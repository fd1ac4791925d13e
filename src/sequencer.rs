//! Selection capture/replace sequence
//!
//! Copies the focused app's selection through the clipboard, converts it with
//! the layout tables and types or pastes the result back, leaving the clipboard
//! as it was. Everything here is blocking and paced by fixed delays because
//! the receiving app processes synthetic events asynchronously.

use serde::{Deserialize, Serialize};
use std::sync::atomic::{AtomicBool, Ordering};
use std::time::Duration;
use thiserror::Error;
use tracing::{debug, info, warn};

use crate::input::clipboard::{self, Clipboard, ClipboardError};
use crate::input::keyboard::{generate_text_preview, Keyboard, KeystrokeError};
use crate::layout::{Direction, LayoutTables};

/// How converted text goes back into the focused field
#[derive(Debug, Clone, Copy, PartialEq, Eq, Default, Deserialize, Serialize)]
#[serde(rename_all = "lowercase")]
pub enum InsertMode {
    /// Put the result on the clipboard and paste over the selection
    #[default]
    Paste,
    /// Delete the selection, then type one Unicode keystroke per character
    Keystrokes,
}

/// Fixed waits between the steps of one run
#[derive(Debug, Clone, Copy, PartialEq, Eq, Default)]
pub struct SequenceTimings {
    /// After Command+C, before reading the clipboard
    pub copy_delay: Duration,
    /// Before inserting the converted text
    pub paste_delay: Duration,
    /// After inserting, before restoring the clipboard
    pub restore_delay: Duration,
}

/// Failures inside one run
#[derive(Debug, Error)]
pub enum SequenceError {
    /// Clipboard read or write failed
    #[error("clipboard step failed: {0}")]
    Clipboard(#[from] ClipboardError),

    /// Synthetic keystroke could not be posted
    #[error("keystroke step failed: {0}")]
    Keystroke(#[from] KeystrokeError),
}

/// Result of one run
#[derive(Debug, Clone, PartialEq, Eq)]
pub enum Outcome {
    /// Selection was replaced
    Replaced {
        /// Text read from the selection
        original: String,
        /// Text inserted in its place
        replaced: String,
        /// Map that was applied
        direction: Direction,
    },
    /// Copy produced no text; nothing was inserted
    NothingSelected,
    /// Another run was still in flight; this one did nothing
    Busy,
}

/// Single-slot guard: holding it means a run is in flight
struct InFlight<'a>(&'a AtomicBool);

impl<'a> InFlight<'a> {
    fn try_acquire(flag: &'a AtomicBool) -> Option<Self> {
        if flag.swap(true, Ordering::AcqRel) {
            return None;
        }
        Some(Self(flag))
    }
}

impl Drop for InFlight<'_> {
    fn drop(&mut self) {
        self.0.store(false, Ordering::Release);
    }
}

/// Runs the copy, convert, insert, restore sequence against a clipboard and keyboard
pub struct SelectionSequencer<C, K> {
    clipboard: C,
    keyboard: K,
    tables: LayoutTables,
    timings: SequenceTimings,
    mode: InsertMode,
    in_flight: AtomicBool,
}

impl<C: Clipboard, K: Keyboard> SelectionSequencer<C, K> {
    /// Creates a sequencer; nothing touches the OS until [`Self::run`]
    pub const fn new(
        clipboard: C,
        keyboard: K,
        tables: LayoutTables,
        timings: SequenceTimings,
        mode: InsertMode,
    ) -> Self {
        Self {
            clipboard,
            keyboard,
            tables,
            timings,
            mode,
            in_flight: AtomicBool::new(false),
        }
    }

    /// True while a run holds the guard
    #[must_use]
    pub fn is_busy(&self) -> bool {
        self.in_flight.load(Ordering::Acquire)
    }

    /// Converts the current selection in place
    ///
    /// Returns [`Outcome::Busy`] without side effects if another run is in
    /// flight. The clipboard snapshot taken at the start is put back on every
    /// path that got past the snapshot, including errors; a failing restore is
    /// logged and the earlier error wins.
    ///
    /// # Errors
    /// Returns error if a clipboard access or keystroke post fails
    pub fn run(&self) -> Result<Outcome, SequenceError> {
        let Some(_guard) = InFlight::try_acquire(&self.in_flight) else {
            debug!("conversion already in flight, ignoring trigger");
            return Ok(Outcome::Busy);
        };

        let snapshot = self.clipboard.read_text()?;
        debug!(has_snapshot = snapshot.is_some(), "clipboard snapshot taken");

        let result = self.capture_and_replace();

        if !matches!(result, Ok(Outcome::NothingSelected)) {
            std::thread::sleep(self.timings.restore_delay);
        }
        let restored = clipboard::restore(&self.clipboard, snapshot.as_deref());

        match (result, restored) {
            (Ok(outcome), Ok(())) => {
                debug!("clipboard restored");
                Ok(outcome)
            }
            (Ok(_), Err(e)) => Err(e.into()),
            (Err(e), restored) => {
                if let Err(restore_err) = restored {
                    warn!(error = %restore_err, "clipboard restore failed after error");
                }
                Err(e)
            }
        }
    }

    fn capture_and_replace(&self) -> Result<Outcome, SequenceError> {
        // Cleared first so a copy with no selection reads back as empty
        // instead of returning whatever was on the clipboard before.
        self.clipboard.clear()?;
        self.keyboard.copy()?;
        std::thread::sleep(self.timings.copy_delay);

        let selected = match self.clipboard.read_text()? {
            Some(text) if !text.is_empty() => text,
            _ => {
                info!("no text selected, nothing to convert");
                return Ok(Outcome::NothingSelected);
            }
        };

        let (direction, converted) = self.tables.convert(&selected);
        info!(
            ?direction,
            chars = selected.chars().count(),
            original = %generate_text_preview(&selected),
            converted = %generate_text_preview(&converted),
            "selection converted"
        );

        self.insert(&converted)?;

        Ok(Outcome::Replaced {
            original: selected,
            replaced: converted,
            direction,
        })
    }

    fn insert(&self, text: &str) -> Result<(), SequenceError> {
        match self.mode {
            InsertMode::Paste => {
                self.clipboard.write_text(text)?;
                std::thread::sleep(self.timings.paste_delay);
                self.keyboard.paste()?;
            }
            InsertMode::Keystrokes => {
                self.keyboard.delete_selection()?;
                std::thread::sleep(self.timings.paste_delay);
                for c in text.chars() {
                    self.keyboard.type_char(c)?;
                }
            }
        }
        debug!(mode = ?self.mode, "replacement inserted");
        Ok(())
    }
}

══════

» **TASK DESCRIPTION**: Copy out the records in full, matching every line character for character.

» **TASK SOLUTION**:
repository fd1ac4791925d13e
filename src/sequencer.rs
//! Selection capture/replace sequence
//!
//! Copies the focused app's selection through the clipboard, converts it with
//! the layout tables and types or pastes the result back, leaving the clipboard
//! as it was. Everything here is blocking and paced by fixed delays because
//! the receiving app processes synthetic events asynchronously.

use serde::{Deserialize, Serialize};
use std::sync::atomic::{AtomicBool, Ordering};
use std::time::Duration;
use thiserror::Error;
use tracing::{debug, info, warn};

use crate::input::clipboard::{self, Clipboard, ClipboardError};
use crate::input::keyboard::{generate_text_preview, Keyboard, KeystrokeError};
use crate::layout::{Direction, LayoutTables};

/// How converted text goes back into the focused field
#[derive(Debug, Clone, Copy, PartialEq, Eq, Default, Deserialize, Serialize)]
#[serde(rename_all = "lowercase")]
pub enum InsertMode {
    /// Put the result on the clipboard and paste over the selection
    #[default]
    Paste,
    /// Delete the selection, then type one Unicode keystroke per character
    Keystrokes,
}

/// Fixed waits between the steps of one run
#[derive(Debug, Clone, Copy, PartialEq, Eq, Default)]
pub struct SequenceTimings {
    /// After Command+C, before reading the clipboard
    pub copy_delay: Duration,
    /// Before inserting the converted text
    pub paste_delay: Duration,
    /// After inserting, before restoring the clipboard
    pub restore_delay: Duration,
}

/// Failures inside one run
#[derive(Debug, Error)]
pub enum SequenceError {
    /// Clipboard read or write failed
    #[error("clipboard step failed: {0}")]
    Clipboard(#[from] ClipboardError),

    /// Synthetic keystroke could not be posted
    #[error("keystroke step failed: {0}")]
    Keystroke(#[from] KeystrokeError),
}

/// Result of one run
#[derive(Debug, Clone, PartialEq, Eq)]
pub enum Outcome {
    /// Selection was replaced
    Replaced {
        /// Text read from the selection
        original: String,
        /// Text inserted in its place
        replaced: String,
        /// Map that was applied
        direction: Direction,
    },
    /// Copy produced no text; nothing was inserted
    NothingSelected,
    /// Another run was still in flight; this one did nothing
    Busy,
}

/// Single-slot guard: holding it means a run is in flight
struct InFlight<'a>(&'a AtomicBool);

impl<'a> InFlight<'a> {
    fn try_acquire(flag: &'a AtomicBool) -> Option<Self> {
        if flag.swap(true, Ordering::AcqRel) {
            return None;
        }
        Some(Self(flag))
    }
}

impl Drop for InFlight<'_> {
    fn drop(&mut self) {
        self.0.store(false, Ordering::Release);
    }
}

/// Runs the copy, convert, insert, restore sequence against a clipboard and keyboard
pub struct SelectionSequencer<C, K> {
    clipboard: C,
    keyboard: K,
    tables: LayoutTables,
    timings: SequenceTimings,
    mode: InsertMode,
    in_flight: AtomicBool,
}

impl<C: Clipboard, K: Keyboard> SelectionSequencer<C, K> {
    /// Creates a sequencer; nothing touches the OS until [`Self::run`]
    pub const fn new(
        clipboard: C,
        keyboard: K,
        tables: LayoutTables,
        timings: SequenceTimings,
        mode: InsertMode,
    ) -> Self {
        Self {
            clipboard,
            keyboard,
            tables,
            timings,
            mode,
            in_flight: AtomicBool::new(false),
        }
    }

    /// True while a run holds the guard
    #[must_use]
    pub fn is_busy(&self) -> bool {
        self.in_flight.load(Ordering::Acquire)
    }

    /// Converts the current selection in place
    ///
    /// Returns [`Outcome::Busy`] without side effects if another run is in
    /// flight. The clipboard snapshot taken at the start is put back on every
    /// path that got past the snapshot, including errors; a failing restore is
    /// logged and the earlier error wins.
    ///
    /// # Errors
    /// Returns error if a clipboard access or keystroke post fails
    pub fn run(&self) -> Result<Outcome, SequenceError> {
        let Some(_guard) = InFlight::try_acquire(&self.in_flight) else {
            debug!("conversion already in flight, ignoring trigger");
            return Ok(Outcome::Busy);
        };

        let snapshot = self.clipboard.read_text()?;
        debug!(has_snapshot = snapshot.is_some(), "clipboard snapshot taken");

        let result = self.capture_and_replace();

        if !matches!(result, Ok(Outcome::NothingSelected)) {
            std::thread::sleep(self.timings.restore_delay);
        }
        let restored = clipboard::restore(&self.clipboard, snapshot.as_deref());

        match (result, restored) {
            (Ok(outcome), Ok(())) => {
                debug!("clipboard restored");
                Ok(outcome)
            }
            (Ok(_), Err(e)) => Err(e.into()),
            (Err(e), restored) => {
                if let Err(restore_err) = restored {
                    warn!(error = %restore_err, "clipboard restore failed after error");
                }
                Err(e)
            }
        }
    }

    fn capture_and_replace(&self) -> Result<Outcome, SequenceError> {
        // Cleared first so a copy with no selection reads back as empty
        // instead of returning whatever was on the clipboard before.
        self.clipboard.clear()?;
        self.keyboard.copy()?;
        std::thread::sleep(self.timings.copy_delay);

        let selected = match self.clipboard.read_text()? {
            Some(text) if !text.is_empty() => text,
            _ => {
                info!("no text selected, nothing to convert");
                return Ok(Outcome::NothingSelected);
            }
        };

        let (direction, converted) = self.tables.convert(&selected);
        info!(
            ?direction,
            chars = selected.chars().count(),
            original = %generate_text_preview(&selected),
            converted = %generate_text_preview(&converted),
            "selection converted"
        );

        self.insert(&converted)?;

        Ok(Outcome::Replaced {
            original: selected,
            replaced: converted,
            direction,
        })
    }

    fn insert(&self, text: &str) -> Result<(), SequenceError> {
        match self.mode {
            InsertMode::Paste => {
                self.clipboard.write_text(text)?;
                std::thread::sleep(self.timings.paste_delay);
                self.keyboard.paste()?;
            }
            InsertMode::Keystrokes => {
                self.keyboard.delete_selection()?;
                std::thread::sleep(self.timings.paste_delay);
                for c in text.chars() {
                    self.keyboard.type_char(c)?;
                }
            }
        }
        debug!(mode = ?self.mode, "replacement inserted");
        Ok(())
    }
}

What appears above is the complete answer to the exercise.